= Indre Østfold =

Region north in the former county of Østfold

Map over Østfold. Indre Østfold in blue.

Indre Østfold is a mostly rural countryside region north in the former county of Østfold county in Norway, noted for its mostly unspoilt nature and for its agriculture.

At January 1. 2020 five of the municipalities of Indre Østfold merged into the new Indre Østfold municipality at the same date as the Østfold fylke and neighbouring Akershus fylke merged with Buskerud fylke and became regions in the new Viken fylke (county).

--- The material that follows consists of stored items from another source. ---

// In crates/broker-client/src/types.rs

use reqwest::Client;
use rust_decimal::Decimal;
use serde::Deserialize;

/// The main client for interacting with the broker's REST API.
///
/// One instance exists per authenticated user; it is cheap to clone and safe
/// to share across concurrent tasks.
#[derive(Debug, Clone)]
pub struct BrokerClient {
    /// The persistent HTTP client.
    pub(crate) http_client: Client,
    /// The per-user bearer token; requests without one are unauthenticated.
    pub(crate) access_token: Option<String>,
    /// The base URL for the broker API.
    pub(crate) base_url: String,
}

/// Available funds as reported by the broker.
#[derive(Debug, Deserialize, Clone, Default)]
pub struct FundsInfo {
    /// The total fund limit available for new positions.
    #[serde(default)]
    pub fund_limit: Decimal,
}

/// The broker's acknowledgement of a newly placed order.
#[derive(Debug, Clone, PartialEq)]
pub struct OrderResponse {
    /// The broker-assigned order id, when provided.
    pub order_id: Option<String>,
    /// The raw broker status string for the new order.
    pub status: Option<String>,
    /// The human-readable broker message.
    pub message: Option<String>,
}

/// The authoritative state of a previously placed order.
#[derive(Debug, Clone, PartialEq)]
pub struct OrderStatus {
    /// The raw broker status string (e.g., "filled", "cancelled").
    pub status: String,
    /// Shares filled so far, when reported.
    pub filled_quantity: Option<i64>,
    /// Average fill price, when reported.
    pub average_price: Option<Decimal>,
}
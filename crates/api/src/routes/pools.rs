use axum::extract::State;
use axum::{routing::get, Json, Router};
use folio_core::quota::QuotaRecord;
use folio_core::rate_limit::RateLimitStatus;
use folio_core::types::PartitionKey;
use folio_pool::PoolStats;
use serde::Serialize;

use crate::error::AppResult;
use crate::middleware::auth::AuthCaller;
use crate::response::RateLimitHeaders;
use crate::state::AppState;

/// The caller's own view of its resources.
#[derive(Serialize)]
pub struct PoolOverview {
    pub partition: PartitionKey,
    /// `None` until the first job creates the pool, and after teardown.
    pub pool: Option<PoolStats>,
    pub rate_limit: RateLimitStatus,
    /// `None` until the first job of the billing period.
    pub quota: Option<QuotaRecord>,
}

/// GET /pools -- pool statistics and usage for the authenticated caller.
async fn caller_pool(
    State(state): State<AppState>,
    caller: AuthCaller,
) -> AppResult<(RateLimitHeaders, Json<PoolOverview>)> {
    let partition = caller.partition();
    let pool = state.pools.stats(&partition).await;
    let rate_limit = state.dispatcher.admission().peek_rate(&caller);
    let quota = state.dispatcher.admission().quota_record(&caller).await?;

    Ok((
        RateLimitHeaders(rate_limit),
        Json(PoolOverview {
            partition,
            pool,
            rate_limit,
            quota,
        }),
    ))
}

pub fn router() -> Router<AppState> {
    Router::new().route("/pools", get(caller_pool))
}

Today the region consists of these five municipalities:
- Indre Østfold
- Marker Kommune (Marker, Norway)
- Skiptvet
- Rakkestad
- Aremark
- Former municipality of Rømskog, now a part of the municipality of Aurskog-Høland.

==Location==
It is located around 30 kilometers from Norway's capital Oslo, with the Europavei ("Europe Way" / European route) E18 as the main arterial road through the region, and several Riksvei national roads running through the area. Indre Østfold also has its own rail route, the Eastern Østfold Line of the Østfold Line, and is around 50 kilometers by car from Rygge Airport.

Haldenskanalen (The Halden Canal in Norwegian) is the oldest constructed water canal in the country and has the highest continuous lock system in Europe.

==History and politics==
The ten municipalities which form the region together form the Indre Østfold Regional Council.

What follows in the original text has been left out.